▶ _What you have to do_: Give back all the records exactly, keeping every line whole.

▶ _Material to process_:
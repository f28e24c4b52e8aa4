use apc_library::colors::{Color, SoftKey};
use apc_library::controls::{LIT_BUTTONS, ROWS, row_pads};
use apc_library::lights::{LED_BRIGHTS, LedInstruction, LedMode};
use apc_library::surface::LedSurface;
use std::{thread, time};

const SWEEP: [Color; ROWS] = [Color::Red, Color::Amber, Color::Yellow, Color::Green, Color::Blue];

/// Lights every LED once so dead pads stand out, then leaves the device dark.
pub(crate) fn self_test(surface: &mut LedSurface) -> anyhow::Result<()> {
    // rows bottom to top, fading in
    for (row, color) in (0..ROWS).rev().zip(SWEEP) {
        for (col, pad) in row_pads(row).enumerate() {
            let mode = LED_BRIGHTS[col.min(LED_BRIGHTS.len() - 1)];
            surface.write(&LedInstruction::pad(mode, pad, color))?;
        }
        thread::sleep(time::Duration::from_millis(60));
    }

    for button in LIT_BUTTONS {
        surface.write(&LedInstruction::button(button as u8, SoftKey::On))?;
        thread::sleep(time::Duration::from_millis(15));
    }

    // final flash, all pads full
    for (row, color) in (0..ROWS).zip(SWEEP) {
        for pad in row_pads(row) {
            surface.write(&LedInstruction::pad(LedMode::Bright100, pad, color))?;
        }
    }
    thread::sleep(time::Duration::from_millis(200));

    surface.all_off()
}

▶ _Expected answer_:
repository f28e24c4b52e8aa4
use apc_library::colors::{Color, SoftKey};
use apc_library::controls::{LIT_BUTTONS, ROWS, row_pads};
use apc_library::lights::{LED_BRIGHTS, LedInstruction, LedMode};
use apc_library::surface::LedSurface;
use std::{thread, time};

const SWEEP: [Color; ROWS] = [Color::Red, Color::Amber, Color::Yellow, Color::Green, Color::Blue];

/// Lights every LED once so dead pads stand out, then leaves the device dark.
pub(crate) fn self_test(surface: &mut LedSurface) -> anyhow::Result<()> {
    // rows bottom to top, fading in
    for (row, color) in (0..ROWS).rev().zip(SWEEP) {
        for (col, pad) in row_pads(row).enumerate() {
            let mode = LED_BRIGHTS[col.min(LED_BRIGHTS.len() - 1)];
            surface.write(&LedInstruction::pad(mode, pad, color))?;
        }
        thread::sleep(time::Duration::from_millis(60));
    }

    for button in LIT_BUTTONS {
        surface.write(&LedInstruction::button(button as u8, SoftKey::On))?;
        thread::sleep(time::Duration::from_millis(15));
    }

    // final flash, all pads full
    for (row, color) in (0..ROWS).zip(SWEEP) {
        for pad in row_pads(row) {
            surface.write(&LedInstruction::pad(LedMode::Bright100, pad, color))?;
        }
    }
    thread::sleep(time::Duration::from_millis(200));

    surface.all_off()
}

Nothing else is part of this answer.